Более того, когда Илья Семенович Зильберштейн попытался в 1970 году, наконец-то, опубликовать оба документа в томе под названием «Ленин и Луначарский», заведующий Центральным партийным архивом А. Соловьев агрессивно припёр его к стенке: «Ну, чего вы настаиваете? Всё равно выбросите!», что и было, к сожалению, сделано. И ведь это грандиозное укрывательство – абсолютно не в пользу «дедушки Ленина» - осуществлялось в год столетия Владимира Ильича. Конечно, цензура, однако, совершенно иного рода, чем мы обычно себе её представляем. По существу, цензура эта, как минимум, антиленинская!
Или вот такое: четыре неудачных попытки издания пережил блоковский том. Как будто автор поэмы «Двенадцать» Александр Блок был центральным врагом советской власти. Однако, натуральная травля состоялась в связи с 65-м томом - «Новое о Маяковском», подготовка которого пришлась на хрущевскую оттепель. Инициированная Л. Маяковской критическая проверка содержания тома получила поддержку в Политбюро, а 31 марта 1959 г. Комиссия ЦК КПСС по вопросам идеологии, культуры и международных партийных связей признала сборник грубой ошибкой. Только заступничество лауреата Ленинской премии Луи Арагона, родственника Лили Брик, позволило И. Зильберштейну остаться на посту руководителя проекта. Не так удивительно, что выход второго тома о Маяковском был запрещен в начале 1960-х. Куда удивительнее другое: не опубликован он и по сию пору…
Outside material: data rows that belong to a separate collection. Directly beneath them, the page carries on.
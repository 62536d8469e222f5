use thiserror::Error;

/// Failures of the report aggregation pipeline.
///
/// The pipeline is total given a valid window, so this stays a
/// single-variant taxonomy: store and chat failures live with their
/// own components.
#[derive(Debug, Clone, Copy, Error, PartialEq, Eq)]
pub enum ReportError {
    #[error("report window is missing an endpoint; both from and to are required")]
    InvalidWindow,
}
Этими примерами мы хотим показать страшную силу письменного документа, будь то частная переписка, дневники или мемуары. Художественные тексты или политические программы готовятся с более-менее полным осознанием задач и стратегий, поэтому мало-мальски предсказуемы и в известном роде «безопасны», зато в переписке и в дневниках гораздо чаще вылезают на поверхность бессознательные мотивы, предъявляет себя миру так называемая «последняя правда» - безжалостная как в отношении человеческой природы вообще, так и в отношении конкретных представителей рода человеческого.